(SUPPLIED INFORMATION)

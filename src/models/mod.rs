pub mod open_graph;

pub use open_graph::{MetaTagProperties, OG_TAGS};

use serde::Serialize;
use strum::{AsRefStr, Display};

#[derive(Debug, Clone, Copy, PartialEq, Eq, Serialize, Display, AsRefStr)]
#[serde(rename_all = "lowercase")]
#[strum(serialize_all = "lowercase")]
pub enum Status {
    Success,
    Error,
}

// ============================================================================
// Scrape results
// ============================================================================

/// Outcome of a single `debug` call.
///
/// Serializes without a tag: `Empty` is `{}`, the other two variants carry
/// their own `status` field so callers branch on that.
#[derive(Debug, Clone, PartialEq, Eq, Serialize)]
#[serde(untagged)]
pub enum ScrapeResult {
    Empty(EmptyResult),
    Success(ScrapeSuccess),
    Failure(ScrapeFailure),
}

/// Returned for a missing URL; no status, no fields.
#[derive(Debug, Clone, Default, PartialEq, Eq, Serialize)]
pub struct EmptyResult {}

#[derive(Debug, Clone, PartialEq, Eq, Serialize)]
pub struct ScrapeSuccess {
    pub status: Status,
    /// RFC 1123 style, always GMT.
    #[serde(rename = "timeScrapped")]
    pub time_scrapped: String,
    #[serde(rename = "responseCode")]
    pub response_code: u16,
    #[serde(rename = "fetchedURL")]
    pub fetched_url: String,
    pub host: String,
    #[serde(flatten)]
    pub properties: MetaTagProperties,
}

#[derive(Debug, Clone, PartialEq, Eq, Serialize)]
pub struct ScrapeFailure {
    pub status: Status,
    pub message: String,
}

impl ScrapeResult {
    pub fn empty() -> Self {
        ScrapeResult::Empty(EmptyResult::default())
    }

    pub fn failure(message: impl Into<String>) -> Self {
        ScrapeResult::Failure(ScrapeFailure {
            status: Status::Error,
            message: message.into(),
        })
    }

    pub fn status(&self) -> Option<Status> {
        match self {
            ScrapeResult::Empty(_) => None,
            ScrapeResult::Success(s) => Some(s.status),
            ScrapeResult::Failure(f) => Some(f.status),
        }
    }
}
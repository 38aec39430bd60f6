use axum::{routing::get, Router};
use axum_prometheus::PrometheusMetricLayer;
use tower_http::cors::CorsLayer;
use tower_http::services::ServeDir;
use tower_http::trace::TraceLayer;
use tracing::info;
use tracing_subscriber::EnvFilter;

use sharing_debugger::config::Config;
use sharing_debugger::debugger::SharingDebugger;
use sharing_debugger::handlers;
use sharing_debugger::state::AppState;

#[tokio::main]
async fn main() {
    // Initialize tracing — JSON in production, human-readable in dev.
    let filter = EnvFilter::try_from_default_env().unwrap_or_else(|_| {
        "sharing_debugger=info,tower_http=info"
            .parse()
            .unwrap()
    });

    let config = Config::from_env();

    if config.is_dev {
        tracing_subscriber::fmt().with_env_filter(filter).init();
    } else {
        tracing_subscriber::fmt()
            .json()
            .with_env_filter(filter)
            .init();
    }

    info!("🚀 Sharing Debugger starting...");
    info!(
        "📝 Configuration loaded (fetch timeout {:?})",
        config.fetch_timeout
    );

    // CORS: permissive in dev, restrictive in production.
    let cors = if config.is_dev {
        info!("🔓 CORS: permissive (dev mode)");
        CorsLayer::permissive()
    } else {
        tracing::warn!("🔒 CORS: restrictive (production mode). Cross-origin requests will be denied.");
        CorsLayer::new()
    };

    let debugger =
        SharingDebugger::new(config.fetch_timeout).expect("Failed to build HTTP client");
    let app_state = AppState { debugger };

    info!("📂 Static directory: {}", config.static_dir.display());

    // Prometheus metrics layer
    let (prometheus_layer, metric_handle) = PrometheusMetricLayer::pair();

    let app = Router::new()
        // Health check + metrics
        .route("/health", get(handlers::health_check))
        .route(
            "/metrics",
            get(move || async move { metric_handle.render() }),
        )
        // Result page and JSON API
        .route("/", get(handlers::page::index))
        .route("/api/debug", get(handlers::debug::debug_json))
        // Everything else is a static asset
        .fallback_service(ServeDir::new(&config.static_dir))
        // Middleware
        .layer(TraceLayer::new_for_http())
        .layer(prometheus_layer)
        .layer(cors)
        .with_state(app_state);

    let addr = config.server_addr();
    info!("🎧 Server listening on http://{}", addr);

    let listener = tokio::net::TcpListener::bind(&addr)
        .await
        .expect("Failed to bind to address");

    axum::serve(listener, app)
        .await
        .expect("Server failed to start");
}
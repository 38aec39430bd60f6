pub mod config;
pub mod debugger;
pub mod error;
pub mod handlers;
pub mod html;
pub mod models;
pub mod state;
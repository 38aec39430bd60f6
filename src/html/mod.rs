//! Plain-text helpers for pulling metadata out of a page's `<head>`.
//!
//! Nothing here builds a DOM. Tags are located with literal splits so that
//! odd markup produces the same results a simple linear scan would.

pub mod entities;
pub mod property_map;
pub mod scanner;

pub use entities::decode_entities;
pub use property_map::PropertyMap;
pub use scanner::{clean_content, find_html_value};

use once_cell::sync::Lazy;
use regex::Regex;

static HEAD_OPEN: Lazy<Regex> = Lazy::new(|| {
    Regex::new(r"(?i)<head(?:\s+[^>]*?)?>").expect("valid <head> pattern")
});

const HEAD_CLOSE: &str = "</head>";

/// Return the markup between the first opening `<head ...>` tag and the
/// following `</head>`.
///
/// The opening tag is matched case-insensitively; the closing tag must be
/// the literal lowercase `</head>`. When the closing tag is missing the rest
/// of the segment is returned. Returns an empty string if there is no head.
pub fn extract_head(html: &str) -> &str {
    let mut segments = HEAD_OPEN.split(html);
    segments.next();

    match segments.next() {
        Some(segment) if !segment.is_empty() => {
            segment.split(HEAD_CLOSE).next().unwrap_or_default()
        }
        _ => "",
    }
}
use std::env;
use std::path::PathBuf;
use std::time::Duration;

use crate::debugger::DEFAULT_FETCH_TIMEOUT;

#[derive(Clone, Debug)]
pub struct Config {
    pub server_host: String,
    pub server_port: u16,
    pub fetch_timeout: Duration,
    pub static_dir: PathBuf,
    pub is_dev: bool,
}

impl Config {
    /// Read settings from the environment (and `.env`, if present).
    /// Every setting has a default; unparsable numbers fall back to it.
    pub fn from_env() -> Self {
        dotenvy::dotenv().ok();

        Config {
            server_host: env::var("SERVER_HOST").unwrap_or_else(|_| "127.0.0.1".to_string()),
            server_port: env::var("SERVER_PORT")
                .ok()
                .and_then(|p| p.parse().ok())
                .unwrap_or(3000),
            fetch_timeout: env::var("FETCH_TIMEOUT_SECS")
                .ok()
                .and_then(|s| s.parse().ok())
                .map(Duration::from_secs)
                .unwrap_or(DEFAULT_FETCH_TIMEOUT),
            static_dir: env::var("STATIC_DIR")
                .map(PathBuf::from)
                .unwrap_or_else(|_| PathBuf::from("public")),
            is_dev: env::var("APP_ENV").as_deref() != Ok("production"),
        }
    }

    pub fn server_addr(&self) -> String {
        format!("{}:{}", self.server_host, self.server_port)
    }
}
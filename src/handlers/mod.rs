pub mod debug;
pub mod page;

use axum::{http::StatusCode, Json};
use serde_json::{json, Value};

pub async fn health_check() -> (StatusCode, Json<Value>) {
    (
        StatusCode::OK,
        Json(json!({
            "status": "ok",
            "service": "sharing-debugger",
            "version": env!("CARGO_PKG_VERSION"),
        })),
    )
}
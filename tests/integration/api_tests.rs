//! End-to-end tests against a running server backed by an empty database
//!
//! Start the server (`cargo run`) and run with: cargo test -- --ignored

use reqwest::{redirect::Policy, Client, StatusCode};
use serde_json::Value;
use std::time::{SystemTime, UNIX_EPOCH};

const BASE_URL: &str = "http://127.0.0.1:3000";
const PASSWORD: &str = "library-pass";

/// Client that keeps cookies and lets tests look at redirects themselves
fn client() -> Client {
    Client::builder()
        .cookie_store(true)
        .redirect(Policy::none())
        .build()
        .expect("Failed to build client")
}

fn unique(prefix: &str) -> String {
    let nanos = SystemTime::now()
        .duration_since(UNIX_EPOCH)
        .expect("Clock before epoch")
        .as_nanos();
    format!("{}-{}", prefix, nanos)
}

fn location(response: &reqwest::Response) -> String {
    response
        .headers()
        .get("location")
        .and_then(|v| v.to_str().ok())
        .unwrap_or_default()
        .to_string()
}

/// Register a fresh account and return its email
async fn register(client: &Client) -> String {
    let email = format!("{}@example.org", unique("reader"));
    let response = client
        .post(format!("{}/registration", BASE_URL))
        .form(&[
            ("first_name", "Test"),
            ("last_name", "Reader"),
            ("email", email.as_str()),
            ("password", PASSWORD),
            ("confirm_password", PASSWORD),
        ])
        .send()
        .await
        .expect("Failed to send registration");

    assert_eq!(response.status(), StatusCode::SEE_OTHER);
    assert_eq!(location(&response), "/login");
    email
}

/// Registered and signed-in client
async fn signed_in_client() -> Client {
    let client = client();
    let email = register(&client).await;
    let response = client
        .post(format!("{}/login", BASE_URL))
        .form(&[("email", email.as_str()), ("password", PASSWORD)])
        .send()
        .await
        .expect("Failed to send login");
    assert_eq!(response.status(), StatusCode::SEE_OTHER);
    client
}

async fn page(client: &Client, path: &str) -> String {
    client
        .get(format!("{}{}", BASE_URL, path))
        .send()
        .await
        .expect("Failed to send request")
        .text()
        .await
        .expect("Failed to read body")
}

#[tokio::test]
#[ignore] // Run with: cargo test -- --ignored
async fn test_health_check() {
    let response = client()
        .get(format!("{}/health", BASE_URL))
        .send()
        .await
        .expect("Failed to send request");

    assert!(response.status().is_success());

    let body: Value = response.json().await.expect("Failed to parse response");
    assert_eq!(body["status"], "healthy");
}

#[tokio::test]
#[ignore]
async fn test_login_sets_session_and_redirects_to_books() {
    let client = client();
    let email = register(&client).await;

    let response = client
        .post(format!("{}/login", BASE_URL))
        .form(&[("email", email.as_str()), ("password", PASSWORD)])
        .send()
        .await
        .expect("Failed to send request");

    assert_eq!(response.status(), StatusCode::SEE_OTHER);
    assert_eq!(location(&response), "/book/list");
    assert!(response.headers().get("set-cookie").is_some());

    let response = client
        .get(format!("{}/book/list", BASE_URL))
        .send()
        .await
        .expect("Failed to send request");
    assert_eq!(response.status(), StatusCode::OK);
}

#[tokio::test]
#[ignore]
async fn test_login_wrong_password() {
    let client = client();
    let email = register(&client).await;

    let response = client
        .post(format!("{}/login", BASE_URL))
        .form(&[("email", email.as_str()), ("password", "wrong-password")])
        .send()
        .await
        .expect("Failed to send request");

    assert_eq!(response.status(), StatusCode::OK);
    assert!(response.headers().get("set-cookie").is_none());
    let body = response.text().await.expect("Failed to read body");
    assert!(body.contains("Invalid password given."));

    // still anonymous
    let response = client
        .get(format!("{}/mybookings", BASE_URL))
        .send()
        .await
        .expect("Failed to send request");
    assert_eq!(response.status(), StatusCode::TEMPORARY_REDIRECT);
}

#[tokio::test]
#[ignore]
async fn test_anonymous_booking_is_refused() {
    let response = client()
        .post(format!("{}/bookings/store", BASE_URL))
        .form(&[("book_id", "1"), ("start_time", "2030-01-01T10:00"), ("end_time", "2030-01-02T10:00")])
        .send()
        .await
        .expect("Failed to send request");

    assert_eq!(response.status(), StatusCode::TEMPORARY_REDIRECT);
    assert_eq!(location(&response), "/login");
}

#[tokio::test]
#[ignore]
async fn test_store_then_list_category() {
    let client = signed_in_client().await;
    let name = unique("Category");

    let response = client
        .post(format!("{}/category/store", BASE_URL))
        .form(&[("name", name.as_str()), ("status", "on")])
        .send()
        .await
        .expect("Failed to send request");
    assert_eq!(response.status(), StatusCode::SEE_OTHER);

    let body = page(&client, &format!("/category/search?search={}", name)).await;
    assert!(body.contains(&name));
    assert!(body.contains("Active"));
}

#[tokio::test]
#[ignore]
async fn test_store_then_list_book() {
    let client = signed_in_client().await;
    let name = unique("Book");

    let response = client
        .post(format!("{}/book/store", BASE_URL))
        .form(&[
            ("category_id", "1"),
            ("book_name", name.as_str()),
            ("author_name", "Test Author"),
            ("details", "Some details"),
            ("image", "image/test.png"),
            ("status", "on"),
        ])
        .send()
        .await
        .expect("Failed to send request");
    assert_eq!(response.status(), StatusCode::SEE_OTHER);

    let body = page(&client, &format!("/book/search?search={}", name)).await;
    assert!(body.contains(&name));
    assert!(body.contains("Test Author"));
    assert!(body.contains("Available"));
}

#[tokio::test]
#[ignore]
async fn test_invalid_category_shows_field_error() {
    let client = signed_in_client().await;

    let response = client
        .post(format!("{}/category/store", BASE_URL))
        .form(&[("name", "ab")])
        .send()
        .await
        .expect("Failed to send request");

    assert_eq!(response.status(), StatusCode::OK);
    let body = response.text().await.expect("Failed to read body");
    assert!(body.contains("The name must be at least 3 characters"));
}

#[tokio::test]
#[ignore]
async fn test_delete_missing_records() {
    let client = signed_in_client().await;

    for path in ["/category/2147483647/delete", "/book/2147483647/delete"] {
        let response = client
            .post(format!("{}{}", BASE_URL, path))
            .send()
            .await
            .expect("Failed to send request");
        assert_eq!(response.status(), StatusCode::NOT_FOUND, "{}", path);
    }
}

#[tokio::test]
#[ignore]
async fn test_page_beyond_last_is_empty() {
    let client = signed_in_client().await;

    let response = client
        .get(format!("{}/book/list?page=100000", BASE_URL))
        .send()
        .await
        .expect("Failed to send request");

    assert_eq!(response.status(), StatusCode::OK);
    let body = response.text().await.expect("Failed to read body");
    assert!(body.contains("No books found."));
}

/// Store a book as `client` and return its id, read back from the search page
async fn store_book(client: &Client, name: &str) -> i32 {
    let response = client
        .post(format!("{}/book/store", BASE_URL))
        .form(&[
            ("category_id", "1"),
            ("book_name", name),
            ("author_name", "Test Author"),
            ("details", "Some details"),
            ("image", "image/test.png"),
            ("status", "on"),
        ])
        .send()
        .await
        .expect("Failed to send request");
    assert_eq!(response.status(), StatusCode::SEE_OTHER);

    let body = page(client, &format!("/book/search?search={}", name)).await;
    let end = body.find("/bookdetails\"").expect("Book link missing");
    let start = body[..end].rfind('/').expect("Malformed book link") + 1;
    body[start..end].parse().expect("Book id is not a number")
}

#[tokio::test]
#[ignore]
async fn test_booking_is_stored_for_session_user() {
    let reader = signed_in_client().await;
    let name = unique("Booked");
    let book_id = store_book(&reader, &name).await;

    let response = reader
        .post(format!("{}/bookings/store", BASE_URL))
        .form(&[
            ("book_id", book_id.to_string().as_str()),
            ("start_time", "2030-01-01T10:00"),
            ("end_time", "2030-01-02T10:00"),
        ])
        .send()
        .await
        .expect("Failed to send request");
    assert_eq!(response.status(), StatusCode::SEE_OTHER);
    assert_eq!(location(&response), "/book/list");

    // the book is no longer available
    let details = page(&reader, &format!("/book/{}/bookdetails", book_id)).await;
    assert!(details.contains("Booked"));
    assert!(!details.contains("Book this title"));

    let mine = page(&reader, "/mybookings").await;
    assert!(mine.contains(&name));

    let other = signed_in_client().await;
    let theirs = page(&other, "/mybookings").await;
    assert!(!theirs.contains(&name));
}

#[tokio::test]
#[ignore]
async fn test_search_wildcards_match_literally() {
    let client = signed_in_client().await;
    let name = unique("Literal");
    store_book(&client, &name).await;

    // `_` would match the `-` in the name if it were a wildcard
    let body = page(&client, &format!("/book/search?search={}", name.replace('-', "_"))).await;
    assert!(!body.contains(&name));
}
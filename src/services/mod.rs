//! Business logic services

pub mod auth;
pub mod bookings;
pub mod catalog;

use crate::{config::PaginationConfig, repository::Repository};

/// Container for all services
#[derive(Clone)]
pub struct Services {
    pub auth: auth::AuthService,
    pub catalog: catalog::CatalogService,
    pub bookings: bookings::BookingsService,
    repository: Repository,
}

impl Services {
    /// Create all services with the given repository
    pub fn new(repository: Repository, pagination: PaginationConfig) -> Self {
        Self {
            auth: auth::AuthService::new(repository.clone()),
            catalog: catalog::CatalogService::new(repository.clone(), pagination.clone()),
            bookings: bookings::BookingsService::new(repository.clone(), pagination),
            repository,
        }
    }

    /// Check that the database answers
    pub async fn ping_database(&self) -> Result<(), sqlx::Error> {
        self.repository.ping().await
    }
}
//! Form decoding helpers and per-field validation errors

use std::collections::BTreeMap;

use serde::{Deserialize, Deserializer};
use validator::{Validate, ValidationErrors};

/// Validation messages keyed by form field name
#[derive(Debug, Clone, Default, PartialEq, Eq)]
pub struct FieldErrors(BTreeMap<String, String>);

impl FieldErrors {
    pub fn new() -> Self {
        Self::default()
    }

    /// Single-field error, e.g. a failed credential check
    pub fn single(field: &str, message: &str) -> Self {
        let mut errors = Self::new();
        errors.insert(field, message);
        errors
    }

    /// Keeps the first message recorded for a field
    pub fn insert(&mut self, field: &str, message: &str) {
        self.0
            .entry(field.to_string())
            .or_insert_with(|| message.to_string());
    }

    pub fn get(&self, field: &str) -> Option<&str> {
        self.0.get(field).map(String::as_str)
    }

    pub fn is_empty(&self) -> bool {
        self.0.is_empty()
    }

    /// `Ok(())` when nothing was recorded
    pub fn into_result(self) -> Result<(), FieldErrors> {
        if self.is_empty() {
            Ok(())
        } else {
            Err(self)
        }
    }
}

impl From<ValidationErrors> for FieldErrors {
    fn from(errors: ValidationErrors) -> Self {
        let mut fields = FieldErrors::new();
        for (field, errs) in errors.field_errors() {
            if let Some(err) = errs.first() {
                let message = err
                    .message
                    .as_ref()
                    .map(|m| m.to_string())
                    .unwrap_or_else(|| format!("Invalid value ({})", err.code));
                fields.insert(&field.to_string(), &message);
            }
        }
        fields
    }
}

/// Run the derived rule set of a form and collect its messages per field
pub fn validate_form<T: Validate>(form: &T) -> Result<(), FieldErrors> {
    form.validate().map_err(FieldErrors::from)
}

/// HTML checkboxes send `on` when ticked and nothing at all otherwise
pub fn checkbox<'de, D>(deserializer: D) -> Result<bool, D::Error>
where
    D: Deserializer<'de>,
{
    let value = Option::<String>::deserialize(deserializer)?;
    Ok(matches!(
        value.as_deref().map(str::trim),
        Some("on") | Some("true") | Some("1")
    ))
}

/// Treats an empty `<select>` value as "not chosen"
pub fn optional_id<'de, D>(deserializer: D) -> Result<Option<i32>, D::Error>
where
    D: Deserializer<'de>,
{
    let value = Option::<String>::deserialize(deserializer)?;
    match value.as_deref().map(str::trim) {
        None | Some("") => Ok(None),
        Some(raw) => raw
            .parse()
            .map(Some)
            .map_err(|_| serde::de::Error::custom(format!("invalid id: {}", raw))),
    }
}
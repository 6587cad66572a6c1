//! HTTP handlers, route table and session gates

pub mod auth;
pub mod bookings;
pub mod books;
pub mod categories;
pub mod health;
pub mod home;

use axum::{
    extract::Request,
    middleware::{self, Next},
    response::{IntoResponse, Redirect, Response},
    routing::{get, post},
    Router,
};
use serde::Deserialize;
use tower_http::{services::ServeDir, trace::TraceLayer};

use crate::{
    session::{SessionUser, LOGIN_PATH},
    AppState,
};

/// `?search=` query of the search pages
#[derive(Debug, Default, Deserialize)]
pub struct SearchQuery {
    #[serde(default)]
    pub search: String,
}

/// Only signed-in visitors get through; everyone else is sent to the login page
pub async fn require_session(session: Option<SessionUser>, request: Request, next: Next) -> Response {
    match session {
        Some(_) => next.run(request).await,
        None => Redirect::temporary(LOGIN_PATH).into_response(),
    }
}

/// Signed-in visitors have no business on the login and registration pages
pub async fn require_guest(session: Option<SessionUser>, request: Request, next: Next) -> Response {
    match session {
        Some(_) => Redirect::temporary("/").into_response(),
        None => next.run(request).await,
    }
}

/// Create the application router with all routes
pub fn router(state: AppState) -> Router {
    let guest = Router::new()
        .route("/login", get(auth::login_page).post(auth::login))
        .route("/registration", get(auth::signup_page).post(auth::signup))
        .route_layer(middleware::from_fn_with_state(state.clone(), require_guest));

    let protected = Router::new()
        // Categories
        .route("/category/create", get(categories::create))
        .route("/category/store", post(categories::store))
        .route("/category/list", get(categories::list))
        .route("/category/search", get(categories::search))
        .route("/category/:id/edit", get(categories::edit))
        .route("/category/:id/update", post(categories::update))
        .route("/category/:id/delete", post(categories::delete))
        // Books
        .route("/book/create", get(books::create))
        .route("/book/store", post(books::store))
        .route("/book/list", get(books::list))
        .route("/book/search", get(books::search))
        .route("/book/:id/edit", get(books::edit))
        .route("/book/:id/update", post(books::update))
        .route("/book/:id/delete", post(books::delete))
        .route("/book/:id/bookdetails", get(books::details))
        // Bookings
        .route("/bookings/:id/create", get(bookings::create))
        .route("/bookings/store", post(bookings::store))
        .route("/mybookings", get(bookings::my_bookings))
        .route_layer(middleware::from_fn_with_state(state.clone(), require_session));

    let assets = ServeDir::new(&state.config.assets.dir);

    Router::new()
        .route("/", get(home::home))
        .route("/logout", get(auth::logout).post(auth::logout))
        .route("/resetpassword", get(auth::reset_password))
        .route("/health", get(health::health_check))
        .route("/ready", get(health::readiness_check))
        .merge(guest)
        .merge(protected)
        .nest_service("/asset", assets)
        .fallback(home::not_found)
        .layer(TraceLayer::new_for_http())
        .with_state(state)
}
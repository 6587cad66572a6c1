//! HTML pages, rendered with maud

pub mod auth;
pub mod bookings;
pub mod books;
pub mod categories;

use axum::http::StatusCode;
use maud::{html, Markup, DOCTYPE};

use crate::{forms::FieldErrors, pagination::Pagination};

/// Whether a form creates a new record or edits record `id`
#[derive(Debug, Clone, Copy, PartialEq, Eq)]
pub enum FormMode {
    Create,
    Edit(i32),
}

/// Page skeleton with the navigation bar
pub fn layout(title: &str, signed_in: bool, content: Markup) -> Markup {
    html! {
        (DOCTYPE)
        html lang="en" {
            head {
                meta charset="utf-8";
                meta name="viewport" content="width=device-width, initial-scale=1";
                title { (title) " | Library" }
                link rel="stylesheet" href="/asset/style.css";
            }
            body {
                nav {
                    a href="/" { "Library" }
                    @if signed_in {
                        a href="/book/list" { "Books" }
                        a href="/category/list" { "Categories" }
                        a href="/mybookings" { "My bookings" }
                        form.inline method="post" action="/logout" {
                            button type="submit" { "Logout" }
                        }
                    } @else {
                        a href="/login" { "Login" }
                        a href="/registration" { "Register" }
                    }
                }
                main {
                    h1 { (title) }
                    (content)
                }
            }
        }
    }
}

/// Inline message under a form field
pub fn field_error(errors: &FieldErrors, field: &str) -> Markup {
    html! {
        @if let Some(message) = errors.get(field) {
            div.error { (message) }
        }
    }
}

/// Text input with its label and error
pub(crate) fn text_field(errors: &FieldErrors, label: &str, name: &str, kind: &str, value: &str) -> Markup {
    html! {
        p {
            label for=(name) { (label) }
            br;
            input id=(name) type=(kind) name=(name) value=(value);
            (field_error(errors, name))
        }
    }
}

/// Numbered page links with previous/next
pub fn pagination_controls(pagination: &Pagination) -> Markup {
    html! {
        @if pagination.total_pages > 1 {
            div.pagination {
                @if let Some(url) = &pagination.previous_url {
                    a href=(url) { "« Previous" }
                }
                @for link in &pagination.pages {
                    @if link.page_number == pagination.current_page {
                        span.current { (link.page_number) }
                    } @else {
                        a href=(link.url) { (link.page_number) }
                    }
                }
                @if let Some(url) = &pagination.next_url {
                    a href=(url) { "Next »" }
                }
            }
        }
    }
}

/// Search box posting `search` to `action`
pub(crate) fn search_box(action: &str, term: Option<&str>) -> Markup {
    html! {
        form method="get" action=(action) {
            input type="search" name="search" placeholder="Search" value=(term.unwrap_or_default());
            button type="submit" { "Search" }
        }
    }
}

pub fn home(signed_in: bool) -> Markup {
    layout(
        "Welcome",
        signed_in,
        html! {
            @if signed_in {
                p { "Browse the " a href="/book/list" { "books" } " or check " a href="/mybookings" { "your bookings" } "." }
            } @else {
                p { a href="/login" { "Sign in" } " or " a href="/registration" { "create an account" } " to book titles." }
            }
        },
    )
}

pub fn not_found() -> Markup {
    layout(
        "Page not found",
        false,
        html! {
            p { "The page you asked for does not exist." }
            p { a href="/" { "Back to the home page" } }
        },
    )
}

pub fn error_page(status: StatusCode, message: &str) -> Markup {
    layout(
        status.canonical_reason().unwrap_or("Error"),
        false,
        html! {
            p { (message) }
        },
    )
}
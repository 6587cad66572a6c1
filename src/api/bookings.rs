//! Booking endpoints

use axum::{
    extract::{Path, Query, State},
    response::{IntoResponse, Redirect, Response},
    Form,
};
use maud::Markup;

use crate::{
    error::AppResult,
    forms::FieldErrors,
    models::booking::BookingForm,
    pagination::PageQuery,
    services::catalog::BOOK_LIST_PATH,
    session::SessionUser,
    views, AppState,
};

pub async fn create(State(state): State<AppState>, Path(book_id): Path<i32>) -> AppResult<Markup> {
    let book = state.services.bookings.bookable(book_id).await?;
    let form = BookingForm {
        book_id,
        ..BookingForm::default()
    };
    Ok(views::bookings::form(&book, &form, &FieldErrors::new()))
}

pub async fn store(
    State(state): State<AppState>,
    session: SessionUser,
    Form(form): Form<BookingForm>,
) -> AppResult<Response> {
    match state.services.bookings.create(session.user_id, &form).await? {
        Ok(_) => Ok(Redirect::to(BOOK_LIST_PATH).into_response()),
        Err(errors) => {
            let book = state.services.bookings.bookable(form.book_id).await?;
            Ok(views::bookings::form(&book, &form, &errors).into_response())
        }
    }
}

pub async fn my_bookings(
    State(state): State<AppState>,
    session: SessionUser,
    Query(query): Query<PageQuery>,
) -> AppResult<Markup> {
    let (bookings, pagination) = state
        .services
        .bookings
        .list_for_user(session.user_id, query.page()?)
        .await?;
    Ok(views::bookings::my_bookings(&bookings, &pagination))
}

(End SUPPLIED INFORMATION)

WHAT YOU SHOULD DO: Line count for "email": state how many lines of the records contain it, and give only the number.

TASK SOLUTION: 10